§ **Requirement**:
Your response should consist of the lines below, printed exactly.

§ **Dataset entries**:
+===+
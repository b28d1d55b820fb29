//! Undo/redo keyboard shortcuts.

/// Where keyboard focus was when a key was pressed.
#[derive(Debug, Clone, Copy, PartialEq, Eq, Default)]
pub enum FocusTarget {
    #[default]
    Canvas,
    /// A text input or textarea; shortcuts are left to the field.
    TextInput,
}

/// A key press as reported by the host.
#[derive(Debug, Clone, PartialEq, Eq, Default)]
pub struct KeyPress {
    pub key: String,
    pub ctrl: bool,
    pub meta: bool,
    pub shift: bool,
    pub focus: FocusTarget,
}

impl KeyPress {
    #[must_use]
    pub fn new(key: impl Into<String>) -> Self {
        Self {
            key: key.into(),
            ..Self::default()
        }
    }

    #[must_use]
    pub fn ctrl(mut self) -> Self {
        self.ctrl = true;
        self
    }

    #[must_use]
    pub fn meta(mut self) -> Self {
        self.meta = true;
        self
    }

    #[must_use]
    pub fn shift(mut self) -> Self {
        self.shift = true;
        self
    }

    #[must_use]
    pub fn in_text_input(mut self) -> Self {
        self.focus = FocusTarget::TextInput;
        self
    }
}

#[derive(Debug, Clone, Copy, PartialEq, Eq)]
pub enum HistoryCommand {
    Undo,
    Redo,
}

/// Maps a key press to a history command.
///
/// Ctrl or Meta with Z undoes, with Shift+Z or Y redoes. Nothing fires while
/// a text input has focus.
#[must_use]
pub fn resolve(press: &KeyPress) -> Option<HistoryCommand> {
    if press.focus == FocusTarget::TextInput || !(press.ctrl || press.meta) {
        return None;
    }
    match press.key.to_lowercase().as_str() {
        "z" if press.shift => Some(HistoryCommand::Redo),
        "z" => Some(HistoryCommand::Undo),
        "y" => Some(HistoryCommand::Redo),
        _ => None,
    }
}

#[cfg(test)]
mod tests {
    use super::*;

    #[test]
    fn primary_modifier_z_undoes() {
        assert_eq!(resolve(&KeyPress::new("z").ctrl()), Some(HistoryCommand::Undo));
        assert_eq!(resolve(&KeyPress::new("z").meta()), Some(HistoryCommand::Undo));
    }

    #[test]
    fn shift_z_and_y_redo() {
        assert_eq!(
            resolve(&KeyPress::new("Z").ctrl().shift()),
            Some(HistoryCommand::Redo)
        );
        assert_eq!(resolve(&KeyPress::new("y").meta()), Some(HistoryCommand::Redo));
    }

    #[test]
    fn requires_modifier() {
        assert_eq!(resolve(&KeyPress::new("z")), None);
        assert_eq!(resolve(&KeyPress::new("z").shift()), None);
        assert_eq!(resolve(&KeyPress::new("x").ctrl()), None);
    }

    #[test]
    fn suppressed_in_text_input() {
        assert_eq!(resolve(&KeyPress::new("z").ctrl().in_text_input()), None);
    }
}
+===+
§ **Solution to this exercise**:
repository b28d1d55b820fb29
//! Undo/redo keyboard shortcuts.

/// Where keyboard focus was when a key was pressed.
#[derive(Debug, Clone, Copy, PartialEq, Eq, Default)]
pub enum FocusTarget {
    #[default]
    Canvas,
    /// A text input or textarea; shortcuts are left to the field.
    TextInput,
}

/// A key press as reported by the host.
#[derive(Debug, Clone, PartialEq, Eq, Default)]
pub struct KeyPress {
    pub key: String,
    pub ctrl: bool,
    pub meta: bool,
    pub shift: bool,
    pub focus: FocusTarget,
}

impl KeyPress {
    #[must_use]
    pub fn new(key: impl Into<String>) -> Self {
        Self {
            key: key.into(),
            ..Self::default()
        }
    }

    #[must_use]
    pub fn ctrl(mut self) -> Self {
        self.ctrl = true;
        self
    }

    #[must_use]
    pub fn meta(mut self) -> Self {
        self.meta = true;
        self
    }

    #[must_use]
    pub fn shift(mut self) -> Self {
        self.shift = true;
        self
    }

    #[must_use]
    pub fn in_text_input(mut self) -> Self {
        self.focus = FocusTarget::TextInput;
        self
    }
}

#[derive(Debug, Clone, Copy, PartialEq, Eq)]
pub enum HistoryCommand {
    Undo,
    Redo,
}

/// Maps a key press to a history command.
///
/// Ctrl or Meta with Z undoes, with Shift+Z or Y redoes. Nothing fires while
/// a text input has focus.
#[must_use]
pub fn resolve(press: &KeyPress) -> Option<HistoryCommand> {
    if press.focus == FocusTarget::TextInput || !(press.ctrl || press.meta) {
        return None;
    }
    match press.key.to_lowercase().as_str() {
        "z" if press.shift => Some(HistoryCommand::Redo),
        "z" => Some(HistoryCommand::Undo),
        "y" => Some(HistoryCommand::Redo),
        _ => None,
    }
}

#[cfg(test)]
mod tests {
    use super::*;

    #[test]
    fn primary_modifier_z_undoes() {
        assert_eq!(resolve(&KeyPress::new("z").ctrl()), Some(HistoryCommand::Undo));
        assert_eq!(resolve(&KeyPress::new("z").meta()), Some(HistoryCommand::Undo));
    }

    #[test]
    fn shift_z_and_y_redo() {
        assert_eq!(
            resolve(&KeyPress::new("Z").ctrl().shift()),
            Some(HistoryCommand::Redo)
        );
        assert_eq!(resolve(&KeyPress::new("y").meta()), Some(HistoryCommand::Redo));
    }

    #[test]
    fn requires_modifier() {
        assert_eq!(resolve(&KeyPress::new("z")), None);
        assert_eq!(resolve(&KeyPress::new("z").shift()), None);
        assert_eq!(resolve(&KeyPress::new("x").ctrl()), None);
    }

    #[test]
    fn suppressed_in_text_input() {
        assert_eq!(resolve(&KeyPress::new("z").ctrl().in_text_input()), None);
    }
}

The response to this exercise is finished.